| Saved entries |
——

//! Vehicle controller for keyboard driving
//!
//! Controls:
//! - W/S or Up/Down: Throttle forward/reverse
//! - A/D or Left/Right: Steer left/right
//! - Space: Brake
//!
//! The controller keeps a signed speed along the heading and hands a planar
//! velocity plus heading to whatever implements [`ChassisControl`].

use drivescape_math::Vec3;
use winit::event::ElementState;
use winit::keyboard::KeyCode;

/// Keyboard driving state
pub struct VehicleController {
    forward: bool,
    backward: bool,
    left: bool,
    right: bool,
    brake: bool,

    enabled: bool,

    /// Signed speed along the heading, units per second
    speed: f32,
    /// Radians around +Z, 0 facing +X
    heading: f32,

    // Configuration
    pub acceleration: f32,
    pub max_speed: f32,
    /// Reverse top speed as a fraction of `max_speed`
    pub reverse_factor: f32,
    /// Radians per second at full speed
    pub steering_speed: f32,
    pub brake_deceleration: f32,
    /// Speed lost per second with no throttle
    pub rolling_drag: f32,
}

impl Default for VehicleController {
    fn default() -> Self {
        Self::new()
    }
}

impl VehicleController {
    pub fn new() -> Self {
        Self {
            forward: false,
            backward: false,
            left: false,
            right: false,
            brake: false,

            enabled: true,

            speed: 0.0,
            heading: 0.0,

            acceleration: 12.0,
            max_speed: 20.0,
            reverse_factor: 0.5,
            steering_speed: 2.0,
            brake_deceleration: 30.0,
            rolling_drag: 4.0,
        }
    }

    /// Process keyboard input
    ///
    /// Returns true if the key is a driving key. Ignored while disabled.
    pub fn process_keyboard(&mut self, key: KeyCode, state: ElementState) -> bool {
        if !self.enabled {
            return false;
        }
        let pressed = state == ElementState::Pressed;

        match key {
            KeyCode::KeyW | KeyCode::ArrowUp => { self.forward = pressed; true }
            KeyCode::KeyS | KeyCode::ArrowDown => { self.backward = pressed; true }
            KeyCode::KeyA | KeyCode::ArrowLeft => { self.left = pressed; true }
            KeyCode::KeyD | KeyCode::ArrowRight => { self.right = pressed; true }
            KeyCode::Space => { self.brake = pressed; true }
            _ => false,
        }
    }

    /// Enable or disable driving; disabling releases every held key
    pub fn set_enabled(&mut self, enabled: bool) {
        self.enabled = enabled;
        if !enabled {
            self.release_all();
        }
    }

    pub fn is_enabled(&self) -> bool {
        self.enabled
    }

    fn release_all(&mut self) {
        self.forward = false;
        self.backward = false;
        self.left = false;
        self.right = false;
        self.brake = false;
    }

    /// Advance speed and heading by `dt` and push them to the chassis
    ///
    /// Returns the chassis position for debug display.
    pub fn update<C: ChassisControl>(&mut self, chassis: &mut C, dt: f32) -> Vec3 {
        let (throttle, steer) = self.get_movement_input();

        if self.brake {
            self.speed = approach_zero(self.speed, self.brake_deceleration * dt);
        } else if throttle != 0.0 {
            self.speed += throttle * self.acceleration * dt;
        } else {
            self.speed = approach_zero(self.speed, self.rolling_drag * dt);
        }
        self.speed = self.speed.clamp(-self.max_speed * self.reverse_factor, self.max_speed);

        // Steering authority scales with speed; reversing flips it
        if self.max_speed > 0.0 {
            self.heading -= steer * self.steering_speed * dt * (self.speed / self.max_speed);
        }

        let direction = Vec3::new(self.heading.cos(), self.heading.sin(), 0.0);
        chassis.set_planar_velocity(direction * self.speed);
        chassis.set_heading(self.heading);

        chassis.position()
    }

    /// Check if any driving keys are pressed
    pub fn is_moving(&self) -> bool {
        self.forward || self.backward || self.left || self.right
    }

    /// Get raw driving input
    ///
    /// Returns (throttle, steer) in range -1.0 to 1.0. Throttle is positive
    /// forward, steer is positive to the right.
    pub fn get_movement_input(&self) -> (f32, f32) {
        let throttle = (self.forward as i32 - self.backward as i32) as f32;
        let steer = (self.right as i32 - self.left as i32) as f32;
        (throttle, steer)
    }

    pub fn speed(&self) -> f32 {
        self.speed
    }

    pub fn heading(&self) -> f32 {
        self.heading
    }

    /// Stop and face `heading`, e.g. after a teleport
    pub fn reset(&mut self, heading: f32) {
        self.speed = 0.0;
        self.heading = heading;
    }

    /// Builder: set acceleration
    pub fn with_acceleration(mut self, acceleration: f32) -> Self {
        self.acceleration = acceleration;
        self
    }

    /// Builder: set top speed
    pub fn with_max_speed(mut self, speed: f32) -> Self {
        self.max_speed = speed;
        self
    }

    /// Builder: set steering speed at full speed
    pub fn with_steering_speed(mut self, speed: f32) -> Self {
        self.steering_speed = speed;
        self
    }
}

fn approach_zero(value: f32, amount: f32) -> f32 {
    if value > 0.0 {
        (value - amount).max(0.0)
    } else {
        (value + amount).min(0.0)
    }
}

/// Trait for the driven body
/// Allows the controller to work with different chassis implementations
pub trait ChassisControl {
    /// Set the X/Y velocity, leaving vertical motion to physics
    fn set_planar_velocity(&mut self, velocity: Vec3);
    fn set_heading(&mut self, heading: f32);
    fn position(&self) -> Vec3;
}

——

Go through the records and gather the lines that hold "winit".

| Expected output |
use winit::event::ElementState;
use winit::keyboard::KeyCode;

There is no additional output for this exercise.